Data records:
· · · · · · ·

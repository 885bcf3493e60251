//! Ticket QR payloads
//!
//! A ticket's QR code encodes `TICKET:<ticketId>:<ticketNumber>:<eventId>:<userId>`.
//! The payload carries no signature; the server decides whether the ticket
//! is valid. Parsing only guards against codes that are not ticket codes at
//! all, so a bad scan fails on the device instead of at the server.

use gatepass_api::types::{CheckInRequest, EventId, TicketId, UserId};
use std::fmt;
use std::str::FromStr;
use thiserror::Error;

/// Literal first field of every ticket code
pub const QR_PREFIX: &str = "TICKET";

const FIELD_COUNT: usize = 5;
const FIELD_NAMES: [&str; FIELD_COUNT] =
    ["prefix", "ticket id", "ticket number", "event id", "user id"];

/// Why a scanned payload is not a ticket code
#[derive(Error, Debug, Clone, PartialEq, Eq)]
pub enum QrError {
    /// Nothing was scanned
    #[error("Scanned code is empty")]
    Empty,

    /// First field is not `TICKET`
    #[error("Not a ticket code")]
    WrongPrefix,

    /// Fewer than five fields
    #[error("Invalid ticket code: expected 5 fields, found {found}")]
    TooFewFields {
        /// Fields present
        found: usize,
    },

    /// More than five fields
    #[error("Invalid ticket code: expected 5 fields, found {found}")]
    TooManyFields {
        /// Fields present
        found: usize,
    },

    /// A field is blank
    #[error("Invalid ticket code: missing {field}")]
    EmptyField {
        /// Which field
        field: &'static str,
    },
}

/// A decoded ticket QR code
#[derive(Debug, Clone, PartialEq, Eq)]
pub struct CheckInCode {
    ticket_id: TicketId,
    ticket_number: String,
    event_id: EventId,
    user_id: UserId,
}

impl CheckInCode {
    /// Decode a scanned payload
    ///
    /// Surrounding whitespace is ignored. Everything else is strict: the
    /// prefix is case-sensitive and exactly five non-empty fields are
    /// required.
    ///
    /// # Errors
    ///
    /// Returns a [`QrError`] describing the first problem found.
    pub fn parse(raw: &str) -> Result<Self, QrError> {
        let raw = raw.trim();
        if raw.is_empty() {
            return Err(QrError::Empty);
        }

        let fields: Vec<&str> = raw.split(':').collect();
        if fields.first() != Some(&QR_PREFIX) {
            return Err(QrError::WrongPrefix);
        }

        match fields.len() {
            n if n < FIELD_COUNT => return Err(QrError::TooFewFields { found: n }),
            n if n > FIELD_COUNT => return Err(QrError::TooManyFields { found: n }),
            _ => {},
        }

        if let Some(index) = fields.iter().position(|f| f.trim().is_empty()) {
            return Err(QrError::EmptyField {
                field: FIELD_NAMES[index],
            });
        }

        Ok(Self {
            ticket_id: TicketId::new(fields[1]),
            ticket_number: fields[2].to_string(),
            event_id: EventId::new(fields[3]),
            user_id: UserId::new(fields[4]),
        })
    }

    /// Ticket being presented
    #[must_use]
    pub const fn ticket_id(&self) -> &TicketId {
        &self.ticket_id
    }

    /// Human-readable ticket number
    #[must_use]
    pub fn ticket_number(&self) -> &str {
        &self.ticket_number
    }

    /// Event the ticket admits to
    #[must_use]
    pub const fn event_id(&self) -> &EventId {
        &self.event_id
    }

    /// Ticket holder
    #[must_use]
    pub const fn user_id(&self) -> &UserId {
        &self.user_id
    }

    /// Body for `POST /tickets/check-in`
    #[must_use]
    pub fn to_request(&self) -> CheckInRequest {
        CheckInRequest {
            ticket_id: self.ticket_id.clone(),
            ticket_number: self.ticket_number.clone(),
            event_id: self.event_id.clone(),
            user_id: self.user_id.clone(),
        }
    }
}

impl FromStr for CheckInCode {
    type Err = QrError;

    fn from_str(s: &str) -> Result<Self, Self::Err> {
        Self::parse(s)
    }
}

impl fmt::Display for CheckInCode {
    fn fmt(&self, f: &mut fmt::Formatter<'_>) -> fmt::Result {
        write!(
            f,
            "{QR_PREFIX}:{}:{}:{}:{}",
            self.ticket_id, self.ticket_number, self.event_id, self.user_id
        )
    }
}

· · · · · · ·

(Description of the task) Tally each line in the data that holds the word "parse"; write only the total.

(Exercise response) 2